The hostages were kept at fixed locations in brutal conditions for months, and then marched 15 to 18 kilometers a day through the jungle. He became emaciated from malnutrition and infested with parasites.
The captors took turns making beans and rice and, once in a while, filled a tub with hot water and added instant coffee.
Stansell kept a journal for years but finally burned it.
“All I saw was misery and pain,” he said.
And then July 2, 2008, it suddenly ended when Colombian undercover agents deceived the rebels into handing over the three Americans, as well as kidnapped Colombian presidential candidate Ingrid Betancourt and 11 Colombian police officers and soldiers.

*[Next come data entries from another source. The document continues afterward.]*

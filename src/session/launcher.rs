//! Launching the automation server and the test runner.

use super::process::ProcessHandle;
use crate::config::LaunchConfig;
use crate::error::RunError;
use async_trait::async_trait;
use std::path::{Path, PathBuf};
use std::process::Stdio;
use tokio::fs::OpenOptions;
use tokio::process::Command;
use tracing::info;

pub const SERVER_PROCESS: &str = "automation server";
pub const CLIENT_PROCESS: &str = "test runner";

/// Everything needed to start an automation server for one device.
#[derive(Debug, Clone)]
pub struct ServerLaunch {
    pub serial: String,
    pub address: String,
    pub port: u16,
    pub bootstrap_port: u16,
    pub work_dir: PathBuf,
}

/// Everything needed to start the test runner for one device.
#[derive(Debug, Clone)]
pub struct ClientLaunch {
    pub serial: String,
    pub test_artifact: PathBuf,
    pub remote_connect_url: String,
    pub platform: String,
    pub version: String,
    pub server_address: String,
    pub server_port: u16,
    pub apk_path: String,
    pub work_dir: PathBuf,
}

/// Starts the two processes of a device run.
#[async_trait]
pub trait ProcessLauncher: Send + Sync {
    async fn spawn_server(&self, launch: &ServerLaunch) -> Result<ProcessHandle, RunError>;
    async fn spawn_client(&self, launch: &ClientLaunch) -> Result<ProcessHandle, RunError>;
}

/// [`ProcessLauncher`] that starts real executables with logs under
/// `<work_dir>/log`.
pub struct CommandLauncher {
    config: LaunchConfig,
}

impl CommandLauncher {
    pub fn new(config: LaunchConfig) -> Self {
        Self { config }
    }
}

#[async_trait]
impl ProcessLauncher for CommandLauncher {
    async fn spawn_server(&self, launch: &ServerLaunch) -> Result<ProcessHandle, RunError> {
        let log_dir = launch.work_dir.join("log");
        let stdout = open_log(&log_dir.join("serverOut.log")).await?;
        let stderr = open_log(&log_dir.join("serverErr.log")).await?;

        let (program, args) = server_command(&self.config, launch, std::env::consts::OS);
        let mut command = Command::new(program);
        command
            .args(args)
            .stdin(Stdio::null())
            .stdout(stdout)
            .stderr(stderr);
        if let Some(android_home) = &self.config.android_home {
            command.env("ANDROID_HOME", android_home);
        }

        let handle = ProcessHandle::spawn(SERVER_PROCESS, command)?;
        info!(
            serial = %launch.serial,
            port = launch.port,
            pid = handle.pid(),
            "Automation server spawned"
        );
        Ok(handle)
    }

    async fn spawn_client(&self, launch: &ClientLaunch) -> Result<ProcessHandle, RunError> {
        let log_dir = launch.work_dir.join("log");
        let stdout = open_log(&log_dir.join("testOut.log")).await?;
        let stderr = open_log(&log_dir.join("testErr.log")).await?;

        let mut command = Command::new(&self.config.java_path);
        command
            .args(client_args(launch))
            .current_dir(&launch.work_dir)
            .stdin(Stdio::null())
            .stdout(stdout)
            .stderr(stderr);

        let handle = ProcessHandle::spawn(CLIENT_PROCESS, command)?;
        info!(serial = %launch.serial, pid = handle.pid(), "Test runner spawned");
        Ok(handle)
    }
}

/// Program and arguments for the automation server on the given OS.
fn server_command(config: &LaunchConfig, launch: &ServerLaunch, os: &str) -> (String, Vec<String>) {
    let mut args = Vec::new();
    let program = match (os, &config.windows_server_script) {
        ("windows", Some(script)) => {
            args.push(script.clone());
            "node".to_string()
        }
        _ => config.server_path.clone(),
    };
    args.extend([
        "--local-timezone".to_string(),
        "--address".to_string(),
        launch.address.clone(),
        "--port".to_string(),
        launch.port.to_string(),
        "--bootstrap-port".to_string(),
        launch.bootstrap_port.to_string(),
    ]);
    (program, args)
}

fn client_args(launch: &ClientLaunch) -> Vec<String> {
    vec![
        "-jar".to_string(),
        launch.test_artifact.display().to_string(),
        launch.remote_connect_url.clone(),
        launch.platform.clone(),
        launch.version.clone(),
        launch.server_address.clone(),
        launch.server_port.to_string(),
        launch.apk_path.clone(),
    ]
}

async fn open_log(path: &Path) -> Result<Stdio, RunError> {
    let file = OpenOptions::new()
        .create(true)
        .append(true)
        .open(path)
        .await
        .map_err(|e| RunError::io(path.display(), e))?;
    Ok(Stdio::from(file.into_std().await))
}
//! Device sessions: admission, process pairs and teardown.
//!
//! Each device in the run goes through a fixed pipeline before its automation
//! server and test runner are registered as a pair:
//!
//! ```text
//! check availability ─▶ create dirs ─▶ reserve ─▶ bridge connect
//!         │                                            │
//!         ▼                                            ▼
//!      skipped                              start server ─▶ start client
//!                                                              │
//!                                                              ▼
//!                                                    ChildRegistry (pair)
//!                                                              │
//!                                             client exit/error ▼
//!                                            release ─▶ disconnect ─▶ kill
//! ```
//!
//! Every device gets its own REST and bootstrap port from [`PortAllocator`].

mod directory;
mod launcher;
mod orchestrator;
mod port_allocator;
mod process;
mod registry;
mod supervisor;
mod types;

pub use directory::SessionDirectories;
pub use launcher::{
    ClientLaunch, CommandLauncher, ProcessLauncher, ServerLaunch, CLIENT_PROCESS, SERVER_PROCESS,
};
pub use orchestrator::Orchestrator;
pub use port_allocator::PortAllocator;
#[cfg(test)]
pub(crate) use port_allocator::is_port_free;
#[cfg(test)]
pub(crate) use process::ProcessControl;
pub use process::{ProcessHandle, ProcessState, ProcessWatch};
pub use registry::ChildRegistry;
pub use supervisor::ProcessSupervisor;
pub use types::{DeviceReport, DeviceState, PairKey, ProcessPair, RunContext, RunReport};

A helicopter filled with Colombian commandos posing as leftist humanitarian relief workers picked up Stansell and his colleagues and flew them to freedom without a shot being fired.

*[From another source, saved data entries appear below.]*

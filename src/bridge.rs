//! Local device bridge (`adb connect` / `adb disconnect`).

use crate::error::RunError;
use async_trait::async_trait;
use tokio::process::Command;
use tracing::{debug, info};

/// Connects the local machine to a farm-provided device endpoint.
#[async_trait]
pub trait DeviceBridge: Send + Sync {
    async fn connect(&self, remote_connect_url: &str) -> Result<(), RunError>;
    async fn disconnect(&self, remote_connect_url: &str) -> Result<(), RunError>;
}

/// [`DeviceBridge`] that shells out to the `adb` binary.
pub struct AdbBridge {
    adb_path: String,
}

impl AdbBridge {
    pub fn new(adb_path: impl Into<String>) -> Self {
        Self {
            adb_path: adb_path.into(),
        }
    }

    async fn run(&self, verb: &str, remote_connect_url: &str) -> Result<String, RunError> {
        let output = Command::new(&self.adb_path)
            .args([verb, remote_connect_url])
            .kill_on_drop(true)
            .output()
            .await
            .map_err(|e| RunError::io(format!("{} {}", self.adb_path, verb), e))?;

        let stdout = String::from_utf8_lossy(&output.stdout).into_owned();
        debug!(
            verb = verb,
            url = %remote_connect_url,
            status = %output.status,
            stdout = %stdout.trim(),
            "adb finished"
        );
        if !output.status.success() {
            return Err(RunError::BridgeConnectFailed(remote_connect_url.to_string()));
        }
        Ok(stdout)
    }
}

#[async_trait]
impl DeviceBridge for AdbBridge {
    async fn connect(&self, remote_connect_url: &str) -> Result<(), RunError> {
        let stdout = self.run("connect", remote_connect_url).await?;
        if !confirms_connection(&stdout, remote_connect_url) {
            return Err(RunError::BridgeConnectFailed(remote_connect_url.to_string()));
        }
        info!(url = %remote_connect_url, "ADB connection established");
        Ok(())
    }

    async fn disconnect(&self, remote_connect_url: &str) -> Result<(), RunError> {
        self.run("disconnect", remote_connect_url).await?;
        info!(url = %remote_connect_url, "ADB connection closed");
        Ok(())
    }
}

/// True if some output line is exactly `connected to <url>`.
pub fn confirms_connection(stdout: &str, remote_connect_url: &str) -> bool {
    let expected = format!("connected to {}", remote_connect_url);
    stdout.lines().any(|line| line.trim() == expected)
}

#[cfg(test)]
mod tests {
    use super::*;

    #[test]
    fn matches_exact_line() {
        let out = "* daemon started successfully *\nconnected to farm.local:7401\n";
        assert!(confirms_connection(out, "farm.local:7401"));
    }

    #[test]
    fn ignores_other_endpoints_and_failures() {
        assert!(!confirms_connection("connected to farm.local:7402\n", "farm.local:7401"));
        assert!(!confirms_connection(
            "failed to connect to farm.local:7401\n",
            "farm.local:7401"
        ));
        assert!(!confirms_connection(
            "already connected to farm.local:7401\n",
            "farm.local:7401"
        ));
        assert!(!confirms_connection("", "farm.local:7401"));
    }

    #[tokio::test]
    async fn missing_binary_is_an_io_error() {
        let bridge = AdbBridge::new("/nonexistent/adb-for-tests");
        let err = bridge.connect("farm.local:7401").await.unwrap_err();
        assert!(matches!(err, RunError::Io(_)));
    }
}
//! Run configuration.
//!
//! A [`RunConfig`] is assembled once at startup from the command line and the
//! optional JSON config file, then shared by reference for the whole run.

use crate::error::RunError;
use serde::Deserialize;
use std::path::{Path, PathBuf};

/// Default port range for the automation server REST interface.
pub const DEFAULT_REST_PORTS: PortRange = PortRange {
    min: 4723,
    max: 4823,
};
/// Default port range for the automation server bootstrap channel.
pub const DEFAULT_BOOTSTRAP_PORTS: PortRange = PortRange {
    min: 5723,
    max: 5823,
};

/// Inclusive port range.
#[derive(Debug, Clone, Copy, PartialEq, Eq, Deserialize)]
pub struct PortRange {
    pub min: u16,
    pub max: u16,
}

/// Port ranges for both automation server listeners.
#[derive(Debug, Clone, Copy, PartialEq, Eq, Deserialize)]
pub struct ServerPorts {
    pub rest: PortRange,
    pub bootstrap: PortRange,
}

impl Default for ServerPorts {
    fn default() -> Self {
        Self {
            rest: DEFAULT_REST_PORTS,
            bootstrap: DEFAULT_BOOTSTRAP_PORTS,
        }
    }
}

/// Contents of the JSON config file. Every field is optional.
#[derive(Debug, Clone, Default, Deserialize)]
#[serde(rename_all = "camelCase")]
pub struct FileConfig {
    #[serde(alias = "appiumPath")]
    pub server_path: Option<String>,
    #[serde(alias = "appiumAddress")]
    pub server_address: Option<String>,
    pub java_path: Option<String>,
    pub adb_path: Option<String>,
    #[serde(rename = "ANDROID_HOME", alias = "androidHome")]
    pub android_home: Option<String>,
    pub windows_server_script: Option<String>,
    pub output_path: Option<PathBuf>,
    #[serde(default)]
    pub devices_list: Vec<String>,
    #[serde(alias = "appiumPorts")]
    pub server_ports: Option<ServerPorts>,
}

impl FileConfig {
    /// Parse a config file from disk.
    pub fn load(path: &Path) -> Result<Self, RunError> {
        let text = std::fs::read_to_string(path)
            .map_err(|e| RunError::Config(format!("{}: {}", path.display(), e)))?;
        Self::parse(&text)
    }

    /// Parse config file contents.
    pub fn parse(text: &str) -> Result<Self, RunError> {
        Ok(serde_json::from_str(text)?)
    }
}

/// Connection settings for the device farm.
#[derive(Debug, Clone)]
pub struct FarmConfig {
    pub address: String,
    pub auth_token: String,
    pub accept_self_signed: bool,
}

/// How the automation server and test runner are launched.
#[derive(Debug, Clone)]
pub struct LaunchConfig {
    pub server_path: String,
    pub server_address: String,
    pub java_path: String,
    pub android_home: Option<String>,
    /// Script passed to `node` when launching the server on Windows.
    pub windows_server_script: Option<String>,
    pub test_artifact: PathBuf,
    /// Empty when no APK is given; the test runner still receives the argument.
    pub apk_path: String,
}

/// Values taken from the command line.
#[derive(Debug, Clone, Default)]
pub struct CliOverrides {
    pub output_path: Option<PathBuf>,
    pub devices: Vec<String>,
    pub apk_path: Option<String>,
}

/// Fully resolved configuration for one run.
#[derive(Debug, Clone)]
pub struct RunConfig {
    pub farm: FarmConfig,
    pub launch: LaunchConfig,
    pub adb_path: String,
    pub output_path: PathBuf,
    pub devices: Vec<String>,
    pub ports: ServerPorts,
}

impl RunConfig {
    /// Merge command-line values over the config file.
    pub fn resolve(
        farm: FarmConfig,
        test_artifact: PathBuf,
        file: FileConfig,
        cli: CliOverrides,
    ) -> Self {
        let devices = if cli.devices.is_empty() {
            file.devices_list
        } else {
            cli.devices
        };

        Self {
            farm,
            launch: LaunchConfig {
                server_path: file.server_path.unwrap_or_else(|| "appium".to_string()),
                server_address: file
                    .server_address
                    .unwrap_or_else(|| "127.0.0.1".to_string()),
                java_path: file.java_path.unwrap_or_else(|| "java".to_string()),
                android_home: file.android_home,
                windows_server_script: file.windows_server_script,
                test_artifact,
                apk_path: cli.apk_path.unwrap_or_default(),
            },
            adb_path: file.adb_path.unwrap_or_else(|| "adb".to_string()),
            output_path: cli
                .output_path
                .or(file.output_path)
                .unwrap_or_else(|| PathBuf::from("output")),
            devices,
            ports: file.server_ports.unwrap_or_default(),
        }
    }
}

/// Split a comma separated device list, dropping blanks.
pub fn parse_device_list(list: &str) -> Vec<String> {
    list.split(',')
        .map(str::trim)
        .filter(|s| !s.is_empty())
        .map(str::to_string)
        .collect()
}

Stansell, 44, now seems all the way back from darkness and is talking about his experiences as described in a new book, “Out of Captivity,” written with Gonsalves and Howes with Gary Brozek.
After his rescue, Stansell went into seven months of self-imposed exile, declining to talk to the media and remaining low-key with his family. He made only one appearance, on CNN, during that time.
“I noticed that many hostages once they are released seem to talk endlessly,” Stansell said. “I didn’t want to do that. I thought it was better to assemble my thoughts and feelings.”
Those thoughts and feelings, which he is now ready to share, are powerful and delivered in measured and calm tones.
He relates that the simple act of shaving can now bring euphoria. Every day he notices the red marks from the neck chain he wore and realizes that a day without neck chains can’t ever be bad.
“Oh yeah, I was a guy who enjoyed his things,” Stansell said. “But after five and a half years in the jungle, I lost every personal belonging. Now I realize physical stuff is zero. It’s just stuff. It’s actually liberating to be free of it.
“How I survived is that I found my strength,” Stansell said. “You have to find out what makes you live. For me, that was my children. I decided never to give up. I decided that if I was free for only one day, that would be worth spending 10 years as a prisoner.”